3L’histoire des femmes, puis des femmes et du genre, qui se constitue en France à partir des années 1970 (Duby et Perrot, 1991 ; Perrot, 1998 ; Thébaud [1998] 2007 ; Zancarini-Fournel, 2005), s’est, tout de suite, intéressée aux occupations, ouvrages, travaux, emplois, métiers des femmes. Dans les années 1980, les études féministes ont fait de la thématique du travail des femmes le point nodal de leur remise en question de l’ordre scientifique masculin. Mais de quoi parle-t-on lorsque l’on interroge le travail des femmes ? Qu’en est-il du travail domestique ? De reproduction ? Le travail apparaît alors comme un phénomène bien plus ample que le seul emploi salarié ou rémunéré, à la base d’enjeux politiques autant qu'économiques, mais qui ne composent qu’une facette récente de l’ontologie « travail ». Néanmoins, les études de genre, maintenant bien installées, ont fait la part belle aux problèmes posés par la reconnaissance des femmes travailleuses, notamment dans l’agriculture et l’artisanat, longtemps considérées comme des « épouses de »…(agriculteurs, artisans), en pointant en particulier la cécité et l’arbitraire des recensements de l’activité féminine (Maruani et Meron, 2012). Si bien qu’en France, comme dans de très nombreux pays, l’histoire du travail des femmes (Battagliola, 2000 ; Schweitzer, 2002) se trouve aujourd’hui, relativement bien documentée et a été l’objet de nombreuses publications.
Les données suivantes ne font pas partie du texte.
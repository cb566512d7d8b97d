pub mod commands;
pub mod handlers;
pub mod progress;

pub const CLAP_STYLING: clap::builder::styling::Styles = clap::builder::styling::Styles::styled()
    .header(clap_cargo::style::HEADER)
    .usage(clap_cargo::style::USAGE)
    .literal(clap_cargo::style::LITERAL)
    .placeholder(clap_cargo::style::PLACEHOLDER)
    .error(clap_cargo::style::ERROR)
    .valid(clap_cargo::style::VALID)
    .invalid(clap_cargo::style::INVALID);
4Parallèlement à ces évolutions et depuis les Annales, des historiens – autres que les historiens de l’art –, des anthropologues et des sociologues commencent à se pencher sur les images. Les années 1990 marquent le début des visual studies dans le monde anglo-saxon, de l’anthropologie, de la sociologie et de l’histoire visuelles dans le monde francophone. On assiste également à un développement important de recherches en sciences de l’information et de la communication qui prennent elles aussi les images comme objet d’étude à part entière (Boidy, 2017). La dernière décennie voit une accélération de cet intérêt pour les images, dont celles du travail. Les deux colloques Images du travail, travail des images de Poitiers (2009 et 2013) suivis de la mise en place de la revue éponyme en 2015, ou encore, au plan international, la création de l’International Visual Sociology Association (2010), sont autant de concrétisations de cette lame de fond.
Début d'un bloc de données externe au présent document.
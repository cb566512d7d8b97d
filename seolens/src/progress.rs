//! Cosmetic progress for the audit request.
//!
//! The bar advances on a fixed timer with a randomized step and conveys no
//! signal about the actual request. Ticker and request are two independent
//! activities, joined only when [`AuditTicker::stop`] runs at settle time.

use indicatif::{ProgressBar, ProgressStyle};
use std::time::{Duration, SystemTime, UNIX_EPOCH};
use tokio::task::JoinHandle;

/// Status lines the ticker walks through while a request is in flight.
const PROGRESS_STEPS: [&str; 6] = [
    "Fetching page content...",
    "Analyzing HTML structure...",
    "Checking meta tags...",
    "Analyzing content...",
    "Checking links...",
    "Finalizing report...",
];

const TICK_INTERVAL: Duration = Duration::from_millis(500);

pub struct AuditTicker {
    bar: ProgressBar,
    ticker: JoinHandle<()>,
}

impl AuditTicker {
    pub fn start() -> Self {
        let bar = ProgressBar::new(100);
        bar.set_style(
            ProgressStyle::default_bar()
                .template("{bar:40.cyan/blue} {percent:>3}% {msg}")
                .unwrap(),
        );
        bar.set_message(PROGRESS_STEPS[0]);

        let ticker = tokio::spawn({
            let bar = bar.clone();
            async move {
                let mut rng = SystemTime::now()
                    .duration_since(UNIX_EPOCH)
                    .map(|d| d.subsec_nanos() as u64 | 1)
                    .unwrap_or(1);
                let mut interval = tokio::time::interval(TICK_INTERVAL);
                interval.tick().await; // the first tick completes immediately

                loop {
                    interval.tick().await;

                    // xorshift; plenty for a decorative 5-20 step
                    rng ^= rng << 13;
                    rng ^= rng >> 7;
                    rng ^= rng << 17;
                    let step = 5 + rng % 15;

                    let position = (bar.position() + step).min(100);
                    bar.set_position(position);

                    let step_index = (position as usize * PROGRESS_STEPS.len() / 101)
                        .min(PROGRESS_STEPS.len() - 1);
                    bar.set_message(PROGRESS_STEPS[step_index]);

                    if position >= 100 {
                        // Full bar; it stays on screen until the request settles.
                        break;
                    }
                }
            }
        });

        Self { bar, ticker }
    }

    /// Unconditional stop at settle time, whatever the request outcome.
    pub fn stop(self) {
        self.ticker.abort();
        self.bar.finish_and_clear();
    }
}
5Si l’intérêt des chercheur·e·s non historien.ne.s de l’art, pour les images peut paraître très récent, l’iconographie, quant à elle, a depuis longtemps traité le thème du travail (Brouquet, Gadéa et Géhin, 2015). Les corpus iconographiques de métiers étudiés depuis la fin du XIXe siècle documentent ces représentations visuelles que l’on trouve déjà sur des objets de l’Antiquité grecque – peintures murales, reliefs et vases du IVe siècle avant notre ère notamment. Ces motifs restent cependant mineurs dans les périodes anciennes. Si le thème du travail est parfois plutôt envisagé comme un élément de décor de sujets religieux ou profanes – en dehors de productions bien spécifiques (les calendriers et les almanachs) –, sa présence permet de renseigner finement une organisation sociale typée. Les représentations du travail ont beaucoup changé au fil des ans, accompagnant les évolutions de l’idée même que l’on pouvait s’en faire. Les conditionnements socioculturels et les intérêts des commanditaires des œuvres ont conduit ainsi à la production d'images porteuses de messages symboliques pluriels. On le voit bien dans les nombreuses représentations sculptées et peintes des occupations des mois, les auto-représentations proto-professionnelles corporatives dans les XVe et XVIe siècles occidentaux. Sous l’influence flamande, l’art européen du XVIIe et du XVIIIe siècles s’empare du thème du travail comme « scène de genre » ; les œuvres décrivent alors le travail soit directement par l’action comme sujet principal, soit plutôt par suggestion comme un simple rappel visuel (Bonnet, 2002 ; Duprat, 2004). Les éléments religieux, sociaux ou politiques passent à l’arrière-plan en simples évocations et la description visuelle pittoresque de la vie quotidienne devient le sujet central d’œuvres peintes surchargées alors de symboliques tacites. Les scènes courantes servent ainsi de prétexte, par les représentations d'artisans, de marchés, d'occupations domestiques ou d’emplois de rue, à une critique sociale et morale, souvent fine, des activités humaines articulées entre loisir et labeur.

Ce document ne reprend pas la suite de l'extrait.